Net Clinical benefit
  • The risk of the composite net clinical benefit outcome of MACE and fatal bleeding was lower with low-dose aspirin plus XARELTO 2.5 mg twice daily vs clopidogrel monotherapy (HR, 0.57; 95% CI, 0.37-0.89).
Limitations
  • A limited number of treatment regimens due to a limited number of trials.
  • Potential bias due to several trials not providing sufficient information regarding random sequence generation and allocation concealment.
  • Potential bias due to some trials not providing all the endpoints.
  • Potential variability in the results due to differences in baseline data among the included trials.
  • No sub-group analysis was conducted owing to a limited number of trials. Hence, the underlying differences in the drug response in different patients could not be considered as patients with S-ASCVD included those with chronic coronary syndrome and PAD.
  • Several pairs of treatment regimens lacked direct comparisons, thereby reducing the robustness of the results.

Literature Search

A literature search of MEDLINE®, EMBASE®, BIOSIS Previews®, DERWENT® (and/or other resources, including internal/external databases) was conducted on 18 September 2024.

 

References

1 Coleman CI, Kharat AA, Bookhart B, et al.
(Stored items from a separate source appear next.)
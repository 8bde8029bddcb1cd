use crate::canvas::{Canvas, RequestKind};
use crate::coords::Rect;
use crate::layer::Layer;
use crate::paint::{Color, GradientDirection};

/// Two-color gradient payload.
///
/// `top` is the start color (top edge for vertical gradients, left edge for
/// horizontal ones), `bottom` the end color.
#[derive(Debug, Clone, PartialEq)]
pub struct GradientRequest {
    pub top: Color,
    pub bottom: Color,
    pub direction: GradientDirection,
    /// Screen-space area covered by the gradient.
    pub region: Rect,
}

impl GradientRequest {
    /// Interpolated color at `t` in `[0, 1]` along the gradient axis.
    pub fn color_at(&self, t: f32) -> Color {
        let t = t.clamp(0.0, 1.0);
        let lerp = |a: f32, b: f32| a + (b - a) * t;
        Color::new(
            lerp(self.top.r, self.bottom.r),
            lerp(self.top.g, self.bottom.g),
            lerp(self.top.b, self.bottom.b),
            lerp(self.top.a, self.bottom.a),
        )
    }
}

impl Canvas {
    /// Records a gradient filling `region` (world space).
    pub fn draw_gradient(
        &mut self,
        from: Color,
        to: Color,
        layer: Layer,
        direction: GradientDirection,
        region: Rect,
    ) {
        let region = self.transform().apply_rect(region);
        self.push_kind(layer, RequestKind::Gradient(GradientRequest {
            top: from,
            bottom: to,
            direction,
            region,
        }));
    }
}
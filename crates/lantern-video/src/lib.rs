//! Lantern video layer.
//!
//! Records a frame's draw calls into layered canvases and replays them
//! back-to-front into a [`Renderer`](renderer::Renderer), with an optional
//! lightmap pass. Surfaces pair shared textures with a source region and a
//! transform, and can be described in S-expression data files.

pub mod canvas;
pub mod compositor;
pub mod context;
pub mod coords;
pub mod error;
pub mod font;
pub mod layer;
pub mod logging;
pub mod paint;
pub mod renderer;
pub mod surface;
pub mod texture;

pub use canvas::{Canvas, DrawingRequest, DrawingTarget, RequestKind};
pub use compositor::Compositor;
pub use context::DrawingContext;
pub use error::{VideoError, VideoResult};
pub use layer::{Layer, LightmapFilter};
pub use surface::{Surface, SurfacePtr};
use super::{PixelRect, Vec2};

/// Axis-aligned float rectangle, origin at the top-left corner.
///
/// Used for destination rectangles and world-space regions. Sizes may be
/// negative until [`normalized`](Self::normalized).
#[derive(Debug, Copy, Clone, Default, PartialEq)]
pub struct Rect {
    pub origin: Vec2,
    pub size: Vec2,
}

impl Rect {
    #[inline]
    pub const fn new(x: f32, y: f32, w: f32, h: f32) -> Self {
        Self::from_origin_size(Vec2::new(x, y), Vec2::new(w, h))
    }

    #[inline]
    pub const fn from_origin_size(origin: Vec2, size: Vec2) -> Self {
        Self { origin, size }
    }

    /// Smallest rectangle with `p1` and `p2` as opposite corners.
    #[inline]
    pub fn from_corners(p1: Vec2, p2: Vec2) -> Self {
        Self::from_origin_size(p1, p2 - p1).normalized()
    }

    /// Bottom-right corner.
    #[inline]
    pub fn max(self) -> Vec2 {
        self.origin + self.size
    }

    #[inline]
    pub fn width(self) -> f32 {
        self.size.x
    }

    #[inline]
    pub fn height(self) -> f32 {
        self.size.y
    }

    #[inline]
    pub fn center(self) -> Vec2 {
        self.origin + self.size / 2.0
    }

    #[inline]
    pub fn is_empty(self) -> bool {
        self.size.x <= 0.0 || self.size.y <= 0.0
    }

    #[inline]
    pub fn moved(self, offset: Vec2) -> Self {
        Self::from_origin_size(self.origin + offset, self.size)
    }

    /// Same area with non-negative width and height.
    pub fn normalized(self) -> Self {
        let (x, w) = if self.size.x < 0.0 { (self.origin.x + self.size.x, -self.size.x) } else { (self.origin.x, self.size.x) };
        let (y, h) = if self.size.y < 0.0 { (self.origin.y + self.size.y, -self.size.y) } else { (self.origin.y, self.size.y) };
        Rect::new(x, y, w, h)
    }

    /// Half-open containment: the right and bottom edges are outside.
    #[inline]
    pub fn contains(self, p: Vec2) -> bool {
        let r = self.normalized();
        let max = r.max();
        (r.origin.x..max.x).contains(&p.x) && (r.origin.y..max.y).contains(&p.y)
    }

    /// Closed overlap test: rectangles touching at an edge overlap.
    pub fn overlaps(self, other: Rect) -> bool {
        let (a, b) = (self.normalized(), other.normalized());
        let (a_max, b_max) = (a.max(), b.max());
        a.origin.x <= b_max.x && b.origin.x <= a_max.x && a.origin.y <= b_max.y && b.origin.y <= a_max.y
    }
}

impl From<PixelRect> for Rect {
    #[inline]
    fn from(r: PixelRect) -> Self {
        Rect::new(r.left as f32, r.top as f32, r.width() as f32, r.height() as f32)
    }
}
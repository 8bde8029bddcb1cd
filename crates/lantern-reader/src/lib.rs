//! Lexer, parser, and typed reader for lantern's S-expression data files
//! (surface descriptions, texture sub-mappings, level snippets).
//!
//! This crate is intentionally dependency-free so asset tools and editors can
//! read data files without pulling in the video layer.
//!
//! # Structure
//!
//! | Module | Contents |
//! |--------|----------|
//! | [`value`] | `Value` |
//! | [`error`] | `ParseError`, `ReaderError` |
//! | [`lexer`] | `Lexer`, `Token` |
//! | [`parser`] | `parse_str` entry point, `Document` |
//! | [`mapping`] | `ReaderObject`, `ReaderMapping` |
//!
//! # Quick start
//!
//! ```rust
//! use lantern_reader::parse_str;
//!
//! let src = r#"
//!     (surface
//!       (diffuse-texture (file "tux.png"))
//!       (translate 4 -2))
//! "#;
//!
//! let doc = parse_str(src).unwrap();
//! let root = doc.root().unwrap();
//! assert_eq!(root.name, "surface");
//! assert_eq!(root.mapping.get_f32_vec("translate").unwrap(), Some(vec![4.0, -2.0]));
//! ```

pub mod error;
pub mod lexer;
pub mod mapping;
pub mod parser;
pub mod value;

pub use error::{ParseError, ReaderError};
pub use mapping::{ReaderMapping, ReaderObject};
pub use parser::{parse_str, Document};
pub use value::Value;

#[cfg(test)]
mod parse_tests {
    use super::*;

    fn ok(src: &str) { parse_str(src).unwrap(); }
    fn err(src: &str) { parse_str(src).unwrap_err(); }

    #[test] fn empty_document() { assert!(parse_str("").unwrap().items.is_empty()); }
    #[test] fn empty_list() { ok("()"); }
    #[test] fn nested_lists() { ok("(a (b (c 1 2) (d \"x\")))"); }
    #[test] fn comment_only() { ok("; nothing here\n"); }
    #[test] fn negative_and_real() { ok("(p -1 -0.5 .25 +3)"); }
    #[test] fn string_escape() { ok(r#"(text "say \"hi\"")"#); }
    #[test] fn booleans() { ok("(flip #t #f)"); }
    #[test] fn err_unclosed_list() { err("(surface (file \"a\")"); }
    #[test] fn err_stray_close() { err("(a))"); }
    #[test] fn err_bad_number() { err("(n 12abc)"); }

    #[test]
    fn root_skips_leading_atoms() {
        let doc = parse_str("42 (tilemap (width 3))").unwrap();
        assert_eq!(doc.root().unwrap().name, "tilemap");
    }

    #[test]
    fn root_of_atom_only_document_is_none() {
        assert!(parse_str("1 2 3").unwrap().root().is_none());
    }

    #[test]
    fn nesting_at_the_limit_parses() {
        let depth = parser::MAX_DEPTH;
        ok(&("(".repeat(depth) + &")".repeat(depth)));
    }

    #[test]
    fn runaway_nesting_is_an_error() {
        let src = "(".repeat(200_000) + &")".repeat(200_000);
        let e = parse_str(&src).unwrap_err();
        assert!(e.message.contains("nesting too deep"), "{}", e);
        assert_eq!((e.line, e.col), (1, parser::MAX_DEPTH + 1));
    }

    #[test]
    fn unclosed_list_reports_opening_position() {
        let e = parse_str("\n  (surface").unwrap_err();
        assert_eq!((e.line, e.col), (2, 3));
    }
}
Combination anticoagulant or P2Y12 inhibitor with low-dose aspirin versus low-dose aspirin alone in patients at risk or with documented coronary and/or peripheral artery disease. Curr Med Res Opin. 2022;38(1):27-34.  
2 Zheng N, Zhong J, Chen X, et al. Prophylactic efficacy and safety of antithrombotic regimens in patients with stable atherosclerotic cardiovascular disease (SASCVD): a Bayesian network metaregression analysis. Am J Cardiovasc Drugs. 2023;23(3):257-267.  
3 Tu R, Lu Z. Comparison of efficacy and safety profiles of rivaroxaban and aspirin versus clopidogrel and aspirin in the prevention of atherosclerotic events in Chinese dyslipidemic patients with coronary artery disease. Trop J Pharm Res. 2022;21(10):2247-2251.  
4 Komarov A, Krivosheeva E, Panchenko E, et al. Efficacy and safety of different regimens prolonged antithrombotic therapy in revascularized patients with stable CAD and multifocal atherosclerosis. Abstract presented at: European Atherosclerosis Society; 2024; Padova, Italy.  
5 Liu C, Ma L. Comparison efficacy and safety of different antiplatelet or anticoagulation drugs in chronic coronary syndromes patients: a Bayesian network meta-analysis. Medicine (Baltimore). 2023;102(48):e36429.